Salah satu tujuan pendidikan nasional adalah membentuk manusia cerdas yang berbudi pekerti luhur dan berakhlak mulia. Tapi mengapa pada era atau pada jaman imperialisme budaya saat ini, tingkat kriminalitas anak-anak dan remaja sangat tinggi dan jumlah mereka yang masuk penjara lebih dari satu juta orang (Harry Hikmat, Direktur Anak Depsos, Waspada, 11 Maret 2009). Mengapa pula banyak anak remaja kita tidak merasa bersalah jika berbohong, rendah rasa hormat kepada ortu dan guru, pecandu narkoba dan minuman keras, sering bolos sekolah, tidak mengerjakan PR, memalak teman sekelas dan sebagainya. Dan lebih jauh lagi mengapa pendidikan yang kini tumbuh berkembang dengan pesat, justru berefek melahirkan banyaknya koruptor. Memang tidak semua koruptor, tetapi mereka-mereka para pelaku korupsi justru orang-orang yang pada umumnya sudah menyandang berbagai gelar pendidikan.

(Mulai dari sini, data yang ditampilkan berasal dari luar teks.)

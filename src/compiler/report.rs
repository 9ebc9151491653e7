//! Human and JSON output of compile stats

use std::path::Path;

use colored::Colorize;

use crate::bundler::{AssetKind, CompileStats};
use crate::utils::{format_duration, format_size, relative_path};

/// Print the stats as pretty JSON on stdout
pub fn print_json(stats: &CompileStats) {
    match serde_json::to_string_pretty(stats) {
        Ok(json) => println!("{}", json),
        Err(e) => tracing::error!("Failed to serialize stats: {}", e),
    }
}

/// Print a colored summary on stderr
pub fn print_summary(stats: &CompileStats, root: &Path) {
    let headline = format!(
        "Compiled {} asset(s) in {} ({}, hash {})",
        stats.assets.len(),
        format_duration(stats.duration),
        stats.mode,
        stats.hash
    );

    if stats.has_errors() {
        eprintln!("\n{} {}\n", "✗".red().bold(), headline);
    } else {
        eprintln!("\n{} {}\n", "✓".green().bold(), headline);
    }

    let mut assets: Vec<_> = stats.assets.iter().collect();
    assets.sort_by(|a, b| a.name.cmp(&b.name));

    for asset in assets {
        let display = relative_path(root, &asset.path).unwrap_or_else(|| asset.name.clone());
        let tag = match asset.kind {
            AssetKind::Entry => "",
            AssetKind::SourceMap => " [map]",
            AssetKind::Copied => " [copied]",
        };

        eprintln!(
            "  {} {} {}{}",
            "•".dimmed(),
            display.cyan(),
            format_size(asset.size).dimmed(),
            tag.dimmed()
        );
    }

    for warning in &stats.warnings {
        eprintln!("\n{} {}", "WARNING".yellow().bold(), warning);
    }

    for error in &stats.errors {
        eprintln!("\n{} {}", "ERROR".red().bold(), error);
    }

    if stats.assets.is_empty() && !stats.has_errors() {
        eprintln!("  {} No entry found.", "•".dimmed());
    }

    eprintln!();
}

Hal tersebut terjadi dikarenakan selama anak – anak dan remaja semasa mereka belajar di bangku sekolah masing – masing terlupakan akan pendidikan budi pekerti atau yang di sebut dengan pendidikan karakter.

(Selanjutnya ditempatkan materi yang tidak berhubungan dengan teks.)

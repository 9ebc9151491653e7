//! Filename placeholders in destination patterns
//!
//! A destination such as `js/[basename].js` is expanded once per source file:
//! - `[name]`: file name with extension (`app.ts`)
//! - `[basename]`: file name without extension (`app`)
//! - `[ext]`: extension without the leading dot (`ts`)

use std::path::Path;

use once_cell::sync::Lazy;
use regex::Regex;

static PLACEHOLDER_REGEX: Lazy<Regex> =
    Lazy::new(|| Regex::new(r"\[(name|basename|ext)\]").unwrap());

/// Returns true if the destination contains at least one placeholder token
pub fn has_placeholder(dest: &str) -> bool {
    PLACEHOLDER_REGEX.is_match(dest)
}

/// Substitute the placeholders in `dest` with values derived from `src`.
///
/// Each token kind replaces only its first occurrence, `[name]` first, then
/// `[basename]`, then `[ext]`. A repeated token therefore stays in the output
/// as literal text: `[ext]/[basename].[ext]` with `src/app.ts` gives
/// `ts/app.[ext]`.
pub fn substitute(dest: &str, src: &str) -> String {
    let path = Path::new(src);

    let name = path
        .file_name()
        .map(|n| n.to_string_lossy().into_owned())
        .unwrap_or_default();
    let basename = path
        .file_stem()
        .map(|s| s.to_string_lossy().into_owned())
        .unwrap_or_default();
    let ext = path
        .extension()
        .map(|e| e.to_string_lossy().into_owned())
        .unwrap_or_default();

    dest.replacen("[name]", &name, 1)
        .replacen("[basename]", &basename, 1)
        .replacen("[ext]", &ext, 1)
}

Secara umum pendidikan karakter memang belum menjadi proritas utama dalam pembangunan bangsa dan belum diterapkan secara holistik dalam kurikulum Pendidikan Nasional. Namun dengan adanya Kurikulum Tingkat Satuan Pendidikan (KTSP), guru-guru memiliki peluang besar untuk menerapkan pendidikan karakter ke dalam masing-masing satuan pendidikan. Dalam glosarium (Puskur 2006) pengertian KTSP didefinisikan sebagai kurikulum operasional yang disusun oleh dan dilaksanakan di masing-masing satuan pendidikan. Salah satu prinsip pengembangan KTSP di antaranya kurikulum dikembangkan berdasarkan prinsip-prinsip yang berpusat pada potensi, perkembangan, kebutuhan dan kepentingan peserta didik dan lingkungannya. Konsep pendidikan karakter terbaca dalam rumusan yang telah dibuat oleh Badan Standar Nasional Pendidikan (BSNP) yaitu : Pendidikan yang mengintegrasikan semua potensi anak didik, pengetahuan, kepribadian, akhlak mulia serta keterampilan hidup mandiri dan mengikuti pendidikan lebih lanjut.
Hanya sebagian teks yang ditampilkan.